Once again, before I hear speeches about how much my colleagues and I love criminals, love people who are engaged in all kinds of crime and want to protect the criminals, let me make it very clear. We were clear at committee and have been every time we have spoken in this House: We are committed to expediting the process of deportation of serious criminals who put Canada and Canadians at risk. However, we cannot stand by while due process is missing, while so much power is enshrined in the hands of a minister and while we stand in contravention of not only the UN but possibly of our own charter as well.

Faster Removal of Foreign Criminals Act
Government Orders

February 6th, 2013 / 3:25 p.m.
See context

Calgary Southeast
Alberta

Conservative

Jason Kenney Minister of Citizenship

moved that Bill C-43, An Act to amend the Immigration and Refugee Protection Act, be read the third time and passed.

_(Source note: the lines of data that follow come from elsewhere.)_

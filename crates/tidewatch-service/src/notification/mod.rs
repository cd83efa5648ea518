//! Notification dispatch, audience rules and inbox management.

pub mod dispatcher;
pub mod gateway;
pub mod rules;
pub mod service;

pub use dispatcher::{BulkOutcome, NotificationDispatcher};
pub use gateway::{Gateways, LogGateway};
pub use rules::NotificationRules;
pub use service::NotificationService;
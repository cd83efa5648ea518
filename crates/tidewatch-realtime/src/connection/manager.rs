//! Connection lifecycle and inbound message routing.

use std::sync::Arc;

use chrono::Utc;
use tokio::sync::mpsc;
use tracing::{debug, error, info, warn};

use tidewatch_core::config::realtime::RealtimeConfig;
use tidewatch_core::error::AppError;
use tidewatch_core::events::{EventKind, Room};
use tidewatch_core::types::UserId;

use crate::channel::RoomRegistry;
use crate::message::types::{InboundMessage, OutboundMessage};
use crate::message::validator;
use crate::metrics::EngineMetrics;

use super::handle::{ConnectionHandle, ConnectionId, SendOutcome};
use super::pool::ConnectionPool;

/// Manages all active connections and their room subscriptions.
#[derive(Debug)]
pub struct ConnectionManager {
    pool: ConnectionPool,
    rooms: Arc<RoomRegistry>,
    metrics: Arc<EngineMetrics>,
    config: RealtimeConfig,
}

impl ConnectionManager {
    pub fn new(config: RealtimeConfig, rooms: Arc<RoomRegistry>, metrics: Arc<EngineMetrics>) -> Self {
        Self {
            pool: ConnectionPool::new(),
            rooms,
            metrics,
            config,
        }
    }

    /// Registers a new connection for `user_id`.
    ///
    /// Returns the handle and the receiver the socket writer drains. The
    /// connection starts subscribed to the user's private room. When the user
    /// is already at the connection limit their oldest connection is closed.
    pub fn register(&self, user_id: UserId) -> (Arc<ConnectionHandle>, mpsc::Receiver<String>) {
        let (tx, rx) = mpsc::channel(self.config.connection_buffer_size.max(1));
        let handle = Arc::new(ConnectionHandle::new(user_id, tx));

        let existing = self.pool.user_connections(&user_id);
        if existing.len() >= self.config.max_connections_per_user {
            warn!(
                user_id = %user_id,
                count = existing.len(),
                max = self.config.max_connections_per_user,
                "User at max connections, oldest will be replaced"
            );
            if let Some(oldest) = existing.first() {
                self.unregister(&oldest.id);
            }
        }

        self.pool.add(handle.clone());
        self.metrics.record_connect();
        self.rooms.subscribe(Room::User(user_id), handle.id);

        info!(conn_id = %handle.id, user_id = %user_id, "Realtime connection registered");

        (handle, rx)
    }

    /// Unregisters a connection and drops its subscriptions.
    pub fn unregister(&self, conn_id: &ConnectionId) -> bool {
        let Some(handle) = self.pool.remove(conn_id) else {
            return false;
        };
        handle.close();
        self.rooms.unsubscribe_all(*conn_id);
        self.metrics.record_disconnect();

        info!(conn_id = %conn_id, user_id = %handle.user_id, "Realtime connection unregistered");
        true
    }

    /// Processes one inbound text frame from a client.
    pub fn handle_inbound(&self, conn_id: &ConnectionId, raw: &str) {
        let Some(handle) = self.pool.get(conn_id) else {
            warn!(conn_id = %conn_id, "Message from unknown connection");
            return;
        };
        self.metrics.record_received();

        let parsed = validator::validate_inbound(raw, self.config.max_message_size)
            .and_then(|_| validator::parse_inbound(raw));
        let msg = match parsed {
            Ok(msg) => msg,
            Err(e) => {
                self.reply(&handle, OutboundMessage::error("INVALID_MESSAGE", e.message));
                return;
            }
        };

        match msg {
            InboundMessage::Subscribe { room } => {
                let reply = match self.subscribe(&handle, &room) {
                    Ok(room) => OutboundMessage::Subscribed { room },
                    Err((code, message)) => OutboundMessage::error(code, message),
                };
                self.reply(&handle, reply);
            }
            InboundMessage::Unsubscribe { room } => {
                let reply = match validator::validate_room_name(&room) {
                    Ok(room) => {
                        self.rooms.unsubscribe(&room, handle.id);
                        debug!(conn_id = %conn_id, room = %room, "Unsubscribed from room");
                        OutboundMessage::Unsubscribed { room }
                    }
                    Err(e) => OutboundMessage::error("INVALID_ROOM", e.message),
                };
                self.reply(&handle, reply);
            }
            InboundMessage::Ping { timestamp } => {
                let timestamp = timestamp.unwrap_or_else(|| Utc::now().timestamp_millis());
                self.reply(&handle, OutboundMessage::Pong { timestamp });
            }
        }
    }

    /// Subscription with limit and permission checks.
    fn subscribe(&self, handle: &ConnectionHandle, name: &str) -> Result<Room, (&'static str, String)> {
        let room = validator::validate_room_name(name).map_err(|e| ("INVALID_ROOM", e.message))?;

        if !Self::may_join(handle, &room) {
            return Err((
                "FORBIDDEN",
                format!("Not authorized to subscribe to room: {room}"),
            ));
        }

        let current = self.rooms.subscription_count(handle.id);
        if current >= self.config.max_subscriptions_per_connection
            && !self.rooms.is_subscribed(&room, handle.id)
        {
            return Err((
                "MAX_SUBSCRIPTIONS",
                format!(
                    "Maximum subscriptions ({}) reached",
                    self.config.max_subscriptions_per_connection
                ),
            ));
        }

        self.rooms.subscribe(room, handle.id);
        debug!(conn_id = %handle.id, room = %room, "Subscribed to room");
        Ok(room)
    }

    /// Subscribes a registered connection to a room on the server's behalf.
    pub fn join(&self, conn_id: &ConnectionId, room: Room) -> Result<(), AppError> {
        let handle = self
            .pool
            .get(conn_id)
            .ok_or_else(|| AppError::not_found(format!("Connection {conn_id} not found")))?;
        if !Self::may_join(&handle, &room) {
            return Err(AppError::authorization(format!(
                "Not authorized to subscribe to room: {room}"
            )));
        }
        self.rooms.subscribe(room, handle.id);
        Ok(())
    }

    /// Removes a connection from a room. Returns whether it was subscribed.
    pub fn leave(&self, conn_id: &ConnectionId, room: &Room) -> bool {
        self.rooms.unsubscribe(room, *conn_id)
    }

    fn may_join(handle: &ConnectionHandle, room: &Room) -> bool {
        match room {
            Room::User(owner) => *owner == handle.user_id,
            Room::Geo(_) => true,
        }
    }

    /// Fans one event out to the current subscribers of `room`.
    ///
    /// Runs under the room's lock so events of one room reach every
    /// subscriber in publish order. Subscribers whose buffer is full are
    /// disconnected once the lock is released. Returns the number of frames
    /// queued.
    pub fn broadcast_to_room(&self, room: &Room, kind: EventKind, payload: serde_json::Value) -> usize {
        let mut slow = Vec::new();
        let mut lost = 0u64;

        let delivered = self
            .rooms
            .with_next_seq(room, |seq, subscribers| {
                let frame = OutboundMessage::Event {
                    room: *room,
                    seq,
                    event: kind,
                    payload,
                    timestamp: Utc::now(),
                };
                let text = match frame.encode() {
                    Ok(text) => text,
                    Err(e) => {
                        error!(room = %room, error = %e, "Failed to serialize event");
                        return 0;
                    }
                };

                let mut sent = 0usize;
                for conn_id in subscribers {
                    let Some(handle) = self.pool.get(conn_id) else {
                        continue;
                    };
                    match handle.send(text.clone()) {
                        SendOutcome::Queued => sent += 1,
                        SendOutcome::Full => {
                            lost += 1;
                            slow.push(*conn_id);
                        }
                        SendOutcome::Closed => lost += 1,
                    }
                }
                sent
            })
            .unwrap_or(0);

        for conn_id in slow {
            self.disconnect_slow(&conn_id);
        }

        self.metrics.record_delivered(delivered as u64);
        if lost > 0 {
            self.metrics.record_dropped(lost);
        }
        delivered
    }

    fn disconnect_slow(&self, conn_id: &ConnectionId) {
        if self.unregister(conn_id) {
            self.metrics.record_slow_consumer();
            warn!(conn_id = %conn_id, "Disconnected slow consumer");
        }
    }

    fn reply(&self, handle: &ConnectionHandle, message: OutboundMessage) {
        let text = match message.encode() {
            Ok(text) => text,
            Err(e) => {
                error!(error = %e, "Failed to serialize outbound message");
                return;
            }
        };
        if handle.send(text) == SendOutcome::Full {
            self.disconnect_slow(&handle.id);
        }
    }

    /// Closes all connections.
    pub fn close_all(&self) {
        let all = self.pool.all_connections();
        for conn in &all {
            self.unregister(&conn.id);
        }
        info!(count = all.len(), "All connections closed");
    }

    /// Returns a connection by ID.
    pub fn get(&self, conn_id: &ConnectionId) -> Option<Arc<ConnectionHandle>> {
        self.pool.get(conn_id)
    }

    /// Returns the total connection count.
    pub fn connection_count(&self) -> usize {
        self.pool.connection_count()
    }

    /// Returns the number of unique connected users.
    pub fn user_count(&self) -> usize {
        self.pool.user_count()
    }
}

Mr. Speaker, thank you very much for giving me one last opportunity to talk about Bill C-43, an important bill that will enable us to keep our communities safer.

This bill was part of the Conservative Party's election platform during the most recent election. It will improve our immigration system by speeding up removal of foreign criminals.

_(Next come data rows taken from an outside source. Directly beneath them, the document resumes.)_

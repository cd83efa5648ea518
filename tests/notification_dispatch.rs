//! Multi-channel delivery, bulk batching and the notification inbox.

mod helpers;

use std::time::Instant;

use tidewatch_core::error::ErrorKind;
use tidewatch_core::types::UserId;
use tidewatch_entity::notification::{NotificationKind, NotificationPriority, OutboundMessage};
use tidewatch_entity::user::NotificationPreferences;

use helpers::{TestApp, coast, ctx, drain, events_of, north_of_coast};

fn bulletin() -> OutboundMessage {
    OutboundMessage::new(
        NotificationKind::System,
        "Harbour closed",
        "The fishing harbour is closed until further notice.",
    )
}

#[tokio::test]
async fn test_failed_push_does_not_block_email() {
    let app = TestApp::new().await;
    let user = app.resident("mixed@example.com", coast()).await;
    *app.gateway.fail_push.lock().unwrap() = true;

    let notification = app.services.dispatcher.send_to_user(&user, &bulletin()).await.unwrap();

    assert!(notification.channels.push.requested);
    assert!(!notification.channels.push.sent);
    assert!(notification.channels.push.error.is_some());
    assert!(notification.channels.email.sent);
    assert!(notification.channels.email.sent_at.is_some());
    assert!(!notification.channels.sms.requested);

    assert_eq!(app.gateway.calls("push"), 1);
    assert_eq!(app.gateway.calls("email"), 1);
    assert_eq!(app.gateway.calls("sms"), 0);
}

#[tokio::test]
async fn test_sms_only_for_opted_in_users_at_high_priority() {
    let app = TestApp::new().await;
    let user = app.resident("sms@example.com", coast()).await;
    app.services
        .users
        .update_preferences(
            &ctx(&user),
            NotificationPreferences {
                sms: true,
                ..NotificationPreferences::default()
            },
        )
        .await
        .unwrap();

    let routine = app
        .services
        .dispatcher
        .send_to_user_id(&user.id, &bulletin())
        .await
        .unwrap();
    assert!(!routine.channels.sms.requested);

    let urgent = bulletin().with_priority(NotificationPriority::Emergency);
    let urgent = app.services.dispatcher.send_to_user_id(&user.id, &urgent).await.unwrap();
    assert!(urgent.channels.sms.sent);
    assert_eq!(app.gateway.calls("sms"), 1);
}

#[tokio::test]
async fn test_bulk_send_runs_in_batches_and_skips_unknown_users() {
    let app = TestApp::new().await;
    let mut ids = Vec::new();
    for i in 0..250 {
        let user = app
            .resident(&format!("bulk-{i}@example.com"), north_of_coast(i as f64 * 0.1))
            .await;
        ids.push(user.id);
    }

    let began = Instant::now();
    let outcome = app.services.dispatcher.send_bulk(&ids, &bulletin()).await.unwrap();
    assert_eq!(outcome.attempted, 250);
    assert_eq!(outcome.persisted, 250);
    assert_eq!(outcome.failed, 0);
    assert_eq!(outcome.batches, 3);
    assert!(began.elapsed().as_millis() >= 10);

    let outcome = app
        .services
        .dispatcher
        .send_bulk(&[ids[0], UserId::new()], &bulletin())
        .await
        .unwrap();
    assert_eq!(outcome.persisted, 1);
    assert_eq!(outcome.failed, 1);
    assert_eq!(outcome.batches, 1);
}

#[tokio::test]
async fn test_send_to_unknown_user_is_not_found() {
    let app = TestApp::new().await;
    let err = app
        .services
        .dispatcher
        .send_to_user_id(&UserId::new(), &bulletin())
        .await
        .unwrap_err();
    assert_eq!(err.kind, ErrorKind::NotFound);
}

#[tokio::test]
async fn test_notification_event_reaches_user_room_and_inbox() {
    let app = TestApp::new().await;
    let user = app.resident("inbox@example.com", coast()).await;
    let other = app.resident("other@example.com", coast()).await;
    let (_conn, mut rx) = app.listen(&user, &[]);

    let first = app.services.dispatcher.send_to_user(&user, &bulletin()).await.unwrap();
    app.services.dispatcher.send_to_user(&user, &bulletin()).await.unwrap();

    let frames = drain(&mut rx);
    let events = events_of(&frames, "notification");
    assert_eq!(events.len(), 2);
    assert_eq!(events[0]["room"], format!("user:{}", user.id));
    assert_eq!(events[0]["payload"]["id"], first.id.to_string());

    let inbox = &app.services.notifications;
    assert_eq!(inbox.unread_count(&ctx(&user)).await.unwrap(), 2);
    let read = inbox.mark_read(&ctx(&user), &first.id).await.unwrap();
    assert!(read.is_read);
    assert_eq!(inbox.unread_count(&ctx(&user)).await.unwrap(), 1);

    let err = inbox.mark_read(&ctx(&other), &first.id).await.unwrap_err();
    assert!(matches!(err.kind, ErrorKind::NotFound | ErrorKind::Authorization));

    assert_eq!(inbox.mark_all_read(&ctx(&user)).await.unwrap(), 1);
    assert_eq!(inbox.unread_count(&ctx(&user)).await.unwrap(), 0);
    assert_eq!(inbox.list(&ctx(&user), 10).await.unwrap().len(), 2);
}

I have already had a chance to summarize the essence, the key features of this bill. However, during recent debates in the House, some MPs have raised some concerns about the bill and have criticized it. I would like to use my 20 minutes to respond to all of those concerns and criticisms.

Rather than reviewing the bill in the way I did at second reading and at report stage, I think it would be more profitable for the House if I respond to individual criticisms made by members in the debate, particularly at report stage in the House.

First, I will go through the points that I have heard raised in no particular order. One of the criticisms suggested that the bill will divide families, causing emotional and financial damage, especially for children whose parents would be removed from the country as a result of the bill.

I remind members that under the current provisions of the Immigration Act, a foreign national who is given a custodial sentence by a Canadian criminal court of six months or longer is criminally inadmissible to Canada and a deportation order is issued for them. They have lost the right, the privilege, of living in Canada by virtue of their serious criminal activity and the finding of a Canadian court in that respect. That was not a decision made by the government, by law-abiding citizens or by the Minister of Immigration. The decision to commit a serious criminal act is the decision of the criminal, who must be held responsible for his act.

When Canada has opened the doors of generosity and opportunity to a foreign national, essentially all we ask to maintain that privilege in perpetuity is that they live in Canada for two out of five years as a permanent resident or become a citizen or simply do not commit a serious criminal act. To suggest that the government would somehow be responsible for “dividing family members” if a serious foreign criminal is removed is perverse. The decision to become inadmissible, to be deported, is a decision the criminal has taken by virtue of his act, a decision that has been confirmed following due process by a Canadian court of law.

Should that permanent resident being removed following deportation have family members in Canada, they are not required to stay here. They are welcome to go back to their country. The notion that Canada is dividing a family is absurd. There is a certain, I would call it, soft bigotry implicit in the attitude that people can only stay in Canada and they cannot go back to any other country in the world with their family members. How condescending to suggest that people cannot pursue fulfilling lives in other countries around the world. I reject that categorically. I say that if people commit serious crimes, they have lost the privilege of staying in Canada as a permanent resident.

Second, we hear from members of the opposition, and this is one of the more hysterical arguments from the member for Winnipeg North, that the government is somehow characterizing hundreds of thousands of permanent residents as criminals with the bill, when the exact inverse is true. The vast majority of immigrants whom we welcome as permanent residents are law-abiding people, who would never dream of committing a serious crime and who expect that those who do should lose the privilege of staying in Canada.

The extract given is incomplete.